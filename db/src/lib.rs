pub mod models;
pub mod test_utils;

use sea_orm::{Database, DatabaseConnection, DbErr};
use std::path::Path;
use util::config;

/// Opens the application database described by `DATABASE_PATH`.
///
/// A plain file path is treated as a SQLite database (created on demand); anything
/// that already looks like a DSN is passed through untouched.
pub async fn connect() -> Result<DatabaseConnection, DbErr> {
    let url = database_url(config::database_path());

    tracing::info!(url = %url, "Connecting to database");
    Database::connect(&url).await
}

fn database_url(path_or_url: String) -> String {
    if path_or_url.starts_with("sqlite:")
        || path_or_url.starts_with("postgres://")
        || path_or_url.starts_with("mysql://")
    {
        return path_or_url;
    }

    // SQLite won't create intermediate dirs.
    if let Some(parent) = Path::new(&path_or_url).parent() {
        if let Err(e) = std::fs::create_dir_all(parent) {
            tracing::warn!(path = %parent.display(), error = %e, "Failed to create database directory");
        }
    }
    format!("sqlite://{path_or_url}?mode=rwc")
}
▬▬▬▬▬▬▬▬▬▬
▶ Task details: In the answer, include exactly the lines from the line containing "use std::path::Path;" through the end of the data, and nothing else.

▶ Exercise solution:
use std::path::Path;
use util::config;

/// Opens the application database described by `DATABASE_PATH`.
///
/// A plain file path is treated as a SQLite database (created on demand); anything
/// that already looks like a DSN is passed through untouched.
pub async fn connect() -> Result<DatabaseConnection, DbErr> {
    let url = database_url(config::database_path());

    tracing::info!(url = %url, "Connecting to database");
    Database::connect(&url).await
}

fn database_url(path_or_url: String) -> String {
    if path_or_url.starts_with("sqlite:")
        || path_or_url.starts_with("postgres://")
        || path_or_url.starts_with("mysql://")
    {
        return path_or_url;
    }

    // SQLite won't create intermediate dirs.
    if let Some(parent) = Path::new(&path_or_url).parent() {
        if let Err(e) = std::fs::create_dir_all(parent) {
            tracing::warn!(path = %parent.display(), error = %e, "Failed to create database directory");
        }
    }
    format!("sqlite://{path_or_url}?mode=rwc")
}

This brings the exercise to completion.